The Claw Grip (How Not to Cut Yourself)
Your non-knife hand matters just as much. Curl your fingertips under so your knuckles are the furthest point forward, then let the flat side of the blade rest lightly against your knuckles as you cut. Your fingertips stay tucked safely out of the way, and your knuckles act as a guide rail for the blade.
This is called the claw grip. It’s the single most useful habit you can build in the kitchen — once it becomes automatic, your cutting gets faster and the risk of accidents drops significantly. It feels awkward for a week or so, then it just clicks.
Three Cuts Worth Knowing
The rock chop keeps the tip of the knife on the board while you rock the heel down and forward through the ingredient. It has a natural rhythm once you get going, and it’s ideal for herbs, garlic, and anything that needs a rough chop.
The push cut starts with the heel of the blade touching the ingredient and pushes forward and down in one smooth stroke.
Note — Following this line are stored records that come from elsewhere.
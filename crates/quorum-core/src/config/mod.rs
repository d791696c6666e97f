//! Configuration
//!
//! [`QuorumConfig`] is loaded from a TOML file (optional), then overridden by
//! `QUORUM_*` environment variables, then validated. Every field has a
//! default so an empty file, or no file at all, is a working setup.

pub mod validation;

pub use validation::{ConfigValidator, ValidationError};

use crate::address::Address;
use crate::{QuorumError, QuorumResult};
use serde::{Deserialize, Serialize};
use std::path::{Path, PathBuf};

/// Prefix for environment overrides.
pub const ENV_PREFIX: &str = "QUORUM_";

const LOG_LEVELS: [&str; 5] = ["trace", "debug", "info", "warn", "error"];

/// The organization the console is pointed at.
#[derive(Debug, Clone, Default, PartialEq, Eq, Serialize, Deserialize)]
#[serde(default)]
pub struct OrganizationConfig {
    /// Root address of the organization
    pub address: Option<Address>,
    /// Human name (ENS name or similar); used in export file names
    pub name: Option<String>,
}

/// Top-level configuration.
#[derive(Debug, Clone, PartialEq, Eq, Serialize, Deserialize)]
#[serde(default)]
pub struct QuorumConfig {
    /// Organization selection
    pub organization: OrganizationConfig,
    /// Address treated as "discarded manager"
    pub burn_address: Address,
    /// Base URL for share links
    pub share_base_url: String,
    /// Directory for persisted identity labels
    pub storage_dir: PathBuf,
    /// Default tracing filter
    pub log_level: String,
}

impl Default for QuorumConfig {
    fn default() -> Self {
        Self {
            organization: OrganizationConfig::default(),
            burn_address: Address::DEFAULT_BURN,
            share_base_url: "http://localhost:3000".to_string(),
            storage_dir: PathBuf::from(".quorum/labels"),
            log_level: "info".to_string(),
        }
    }
}

impl QuorumConfig {
    /// Parse TOML text.
    pub fn from_toml_str(content: &str) -> QuorumResult<Self> {
        toml::from_str(content).map_err(|e| QuorumError::invalid(format!("Invalid TOML: {e}")))
    }

    /// Load from a TOML file.
    pub fn load_from_file(path: &Path) -> QuorumResult<Self> {
        let content = std::fs::read_to_string(path).map_err(|e| {
            QuorumError::storage(format!("Failed to read config file {}: {e}", path.display()))
        })?;
        let config = Self::from_toml_str(&content)?;
        tracing::debug!(path = %path.display(), "Loaded configuration file");
        Ok(config)
    }

    /// Apply overrides from the process environment.
    pub fn merge_with_env(&mut self) -> QuorumResult<()> {
        self.merge_with_vars(std::env::vars())
    }

    /// Apply `QUORUM_*` overrides from an arbitrary key/value source.
    ///
    /// Unknown `QUORUM_*` keys are ignored.
    pub fn merge_with_vars<I, K, V>(&mut self, vars: I) -> QuorumResult<()>
    where
        I: IntoIterator<Item = (K, V)>,
        K: AsRef<str>,
        V: Into<String>,
    {
        for (key, value) in vars {
            let Some(field) = key.as_ref().strip_prefix(ENV_PREFIX) else {
                continue;
            };
            let value: String = value.into();
            match field {
                "ORGANIZATION_ADDRESS" => {
                    self.organization.address = Some(Address::parse(value.trim())?);
                }
                "ORGANIZATION_NAME" => self.organization.name = Some(value),
                "BURN_ADDRESS" => self.burn_address = Address::parse(value.trim())?,
                "SHARE_BASE_URL" => self.share_base_url = value,
                "STORAGE_DIR" => self.storage_dir = PathBuf::from(value),
                "LOG_LEVEL" => self.log_level = value.to_lowercase(),
                _ => continue,
            }
            tracing::debug!(key = key.as_ref(), "Applied environment override");
        }
        Ok(())
    }

    /// Validate the configuration.
    pub fn validate(&self) -> QuorumResult<()> {
        let mut validator = ConfigValidator::new();
        validator
            .url("share_base_url", &self.share_base_url)
            .non_zero_address("burn_address", &self.burn_address)
            .custom(
                "burn_address",
                &self.burn_address,
                |a| *a != Address::ANY_ENTITY,
                "must not be the any-account address",
            )
            .custom(
                "storage_dir",
                &self.storage_dir,
                |p| !p.as_os_str().is_empty(),
                "must not be empty",
            )
            .custom(
                "log_level",
                &self.log_level.as_str(),
                |l| LOG_LEVELS.contains(l),
                "must be one of trace, debug, info, warn, error",
            );

        let mut org = validator.for_field("organization");
        if let Some(address) = &self.organization.address {
            org.non_zero_address("address", address);
        }
        if let Some(name) = &self.organization.name {
            org.non_empty("name", name);
        }
        validator.merge(org);

        let errors = validator.all_errors();
        if errors.is_empty() {
            return Ok(());
        }
        let message = errors.iter().map(ToString::to_string).collect::<Vec<_>>().join("; ");
        Err(QuorumError::invalid(message))
    }

    /// Key under which this organization's labels are stored.
    ///
    /// The lower-case organization address when configured, otherwise the
    /// organization name, otherwise `default`.
    pub fn organization_key(&self) -> String {
        if let Some(address) = &self.organization.address {
            return address.to_lower_hex();
        }
        match &self.organization.name {
            Some(name) if !name.trim().is_empty() => name.trim().to_string(),
            _ => "default".to_string(),
        }
    }

    /// Name used in export file names.
    pub fn organization_label(&self) -> String {
        match (&self.organization.name, &self.organization.address) {
            (Some(name), _) if !name.trim().is_empty() => name.trim().to_string(),
            (_, Some(address)) => address.to_checksum(),
            _ => "organization".to_string(),
        }
    }
}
Use this for vegetables and meat when you want clean, even slices.
The pull cut draws the blade toward you rather than pushing forward. It’s gentler — better for soft ingredients like tomatoes or fish that would crush or tear under the pressure of a forward cut.
How to Dice an Onion
This is the technique most home cooks wish they’d learned earlier. Once it clicks, you’ll wonder what you were doing before.
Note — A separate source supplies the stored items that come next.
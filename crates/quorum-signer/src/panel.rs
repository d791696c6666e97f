//! # Signer Panel
//!
//! Holds at most one request. A transaction request shows its forwarding
//! paths (or an "action impossible" notice), a message request shows the
//! message; signing moves the request's [`SigningState`] and the panel then
//! shows the status screen until closed.

use crate::errors::{SignerError, SignerResult};
use crate::impossible::{ActionImpossible, ImpossibleReason};
use crate::message::MessageIntent;
use crate::paths::{ForwardingPaths, PathSelector, Transaction, TransactionIntent};
use crate::status::{IntentKind, SignerStatus, SigningState};
use async_trait::async_trait;
use quorum_core::Address;

/// Sends transactions through the connected wallet.
#[async_trait]
pub trait TransactionSubmitter: Send + Sync {
    /// Sign and broadcast; returns the transaction hash.
    async fn send_transaction(&self, transaction: &Transaction) -> SignerResult<String>;
}

/// Signs messages with the connected account.
#[async_trait]
pub trait MessageSigner: Send + Sync {
    /// Returns the signature.
    async fn sign_message(&self, message: &str, requesting_app: Address) -> SignerResult<String>;
}

#[derive(Debug, Clone)]
enum Request {
    Transaction {
        selector: PathSelector,
        pretransaction: Option<Transaction>,
        state: SigningState,
    },
    Impossible(ActionImpossible),
    Message {
        intent: MessageIntent,
        state: SigningState,
    },
}

/// What the panel currently shows.
#[derive(Debug, Clone, Copy, PartialEq, Eq)]
pub enum PanelContent<'a> {
    /// Path choice and the "Create transaction" button
    ActionPaths(&'a PathSelector),
    /// "Action impossible" notice
    Impossible(&'a ActionImpossible),
    /// Message preview and the "Sign message" button
    SignMessage(&'a MessageIntent),
    /// Signing progress or result
    Status(&'a SigningState),
}

/// Signer side panel.
#[derive(Debug, Clone, Default)]
pub struct SignerPanel {
    request: Option<Request>,
    signing_enabled: bool,
    provider: Option<String>,
}

impl SignerPanel {
    /// Empty, closed panel.
    pub fn new(signing_enabled: bool) -> Self {
        Self {
            request: None,
            signing_enabled,
            provider: None,
        }
    }

    /// Name of the wallet provider for status texts.
    pub fn with_provider(mut self, provider: impl Into<String>) -> Self {
        self.provider = Some(provider.into());
        self
    }

    /// Wallet provider name, if known.
    pub fn provider(&self) -> Option<&str> {
        self.provider.as_deref()
    }

    /// Enable or disable signing (e.g. account connected or not).
    pub fn set_signing_enabled(&mut self, enabled: bool) {
        self.signing_enabled = enabled;
    }

    /// Whether the sign buttons are enabled.
    pub fn signing_enabled(&self) -> bool {
        self.signing_enabled
    }

    /// Whether a request is open.
    pub fn is_open(&self) -> bool {
        self.request.is_some()
    }

    /// Open a transaction request with its resolved paths.
    pub fn open_transaction(
        &mut self,
        intent: TransactionIntent,
        paths: ForwardingPaths,
        pretransaction: Option<Transaction>,
    ) {
        let request = match PathSelector::new(intent.clone(), paths) {
            Ok(selector) => Request::Transaction {
                selector,
                pretransaction,
                state: SigningState::new(IntentKind::Transaction),
            },
            Err(_) => {
                tracing::info!(to = %intent.to, "No forwarding path for intent");
                Request::Impossible(ActionImpossible::new(&intent, ImpossibleReason::NoPermission))
            }
        };
        self.replace(request);
    }

    /// Open a transaction request whose paths could not be computed.
    pub fn open_unresolved(&mut self, intent: TransactionIntent, err: &SignerError) {
        tracing::warn!(to = %intent.to, error = %err, "Path resolution failed");
        self.replace(Request::Impossible(ActionImpossible::new(
            &intent,
            ImpossibleReason::PathError,
        )));
    }

    /// Open a message request.
    pub fn open_message(&mut self, intent: MessageIntent) {
        self.replace(Request::Message {
            intent,
            state: SigningState::new(IntentKind::Message),
        });
    }

    fn replace(&mut self, request: Request) {
        if self.request.is_some() {
            tracing::debug!("Replacing open signer request");
        }
        self.request = Some(request);
    }

    /// Current content, `None` when closed.
    pub fn content(&self) -> Option<PanelContent<'_>> {
        self.request.as_ref().map(|request| match request {
            Request::Transaction { state, .. } | Request::Message { state, .. }
                if state.status() != SignerStatus::Idle =>
            {
                PanelContent::Status(state)
            }
            Request::Transaction { selector, .. } => PanelContent::ActionPaths(selector),
            Request::Message { intent, .. } => PanelContent::SignMessage(intent),
            Request::Impossible(notice) => PanelContent::Impossible(notice),
        })
    }

    /// Signing state of the open request.
    pub fn signing_state(&self) -> Option<&SigningState> {
        match self.request.as_ref()? {
            Request::Transaction { state, .. } | Request::Message { state, .. } => Some(state),
            Request::Impossible(_) => None,
        }
    }

    /// Whether a pre-transaction must be signed first.
    pub fn requires_two_transactions(&self) -> bool {
        matches!(
            self.request,
            Some(Request::Transaction {
                pretransaction: Some(_),
                ..
            })
        )
    }

    /// Choose a forwarding path.
    pub fn select_path(&mut self, index: usize) -> SignerResult<()> {
        match self.request.as_mut() {
            Some(Request::Transaction { selector, .. }) => selector.select(index),
            _ => Err(SignerError::WrongRequest {
                expected: "transaction",
            }),
        }
    }

    /// Sign the open transaction request.
    ///
    /// Submits the pre-transaction first when there is one, then the
    /// intent's own transaction (direct) or the selected path's first hop.
    /// Returns the transaction hashes in submission order.
    pub async fn sign_transaction(&mut self, submitter: &dyn TransactionSubmitter) -> SignerResult<Vec<String>> {
        if !self.signing_enabled {
            return Err(SignerError::SigningDisabled);
        }
        let Some(Request::Transaction {
            selector,
            pretransaction,
            state,
        }) = self.request.as_mut()
        else {
            return Err(SignerError::WrongRequest {
                expected: "transaction",
            });
        };
        let transaction = selector.transaction_to_sign()?.clone();
        state.begin()?;
        tracing::info!(
            to = %transaction.to,
            path = selector.selected(),
            direct = selector.is_direct(),
            two_step = pretransaction.is_some(),
            "Signing transaction"
        );

        let mut hashes = Vec::with_capacity(2);
        for tx in pretransaction.iter().chain(std::iter::once(&transaction)) {
            match submitter.send_transaction(tx).await {
                Ok(hash) => hashes.push(hash),
                Err(err) => {
                    tracing::warn!(to = %tx.to, error = %err, "Transaction not signed");
                    state.fail(&err)?;
                    return Err(err);
                }
            }
        }
        state.succeed()?;
        Ok(hashes)
    }

    /// Sign the open message request; returns the signature.
    pub async fn sign_message(&mut self, signer: &dyn MessageSigner) -> SignerResult<String> {
        if !self.signing_enabled {
            return Err(SignerError::SigningDisabled);
        }
        let Some(Request::Message { intent, state }) = self.request.as_mut() else {
            return Err(SignerError::WrongRequest { expected: "message" });
        };
        state.begin()?;
        tracing::info!(app = %intent.requesting_app, "Signing message");
        match signer.sign_message(&intent.message, intent.requesting_app).await {
            Ok(signature) => {
                state.succeed()?;
                Ok(signature)
            }
            Err(err) => {
                tracing::warn!(error = %err, "Message not signed");
                state.fail(&err)?;
                Err(err)
            }
        }
    }

    /// Close the panel, discarding the request. An issued call is not
    /// cancelled.
    pub fn close(&mut self) {
        self.request = None;
    }
}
- Cut off the top, leave the root intact — it holds the onion together while you work
- Halve through the root so you have two flat pieces
- Peel both halves
- Make horizontal cuts toward the root, stopping short of cutting through it
- Make vertical cuts down through the layers
- Slice across — uniform dice falls away cleanly
The root stays attached right up until the final cuts, which keeps the whole thing stable. That’s the technique, not the knife, that makes it quick.
Keep Your Knife Sharp
A dull knife is more dangerous than a sharp one. It needs more force to get through food, which means more chance of slipping. Five strokes per side on a honing steel before each cook takes about ten seconds and keeps the edge performing. When honing stops making a difference, it’s time to sharpen.
Good knife skills are built through repetition, not reading about them. Cook regularly for a few weeks and the grips and cuts become second nature — you stop thinking about them and just do them.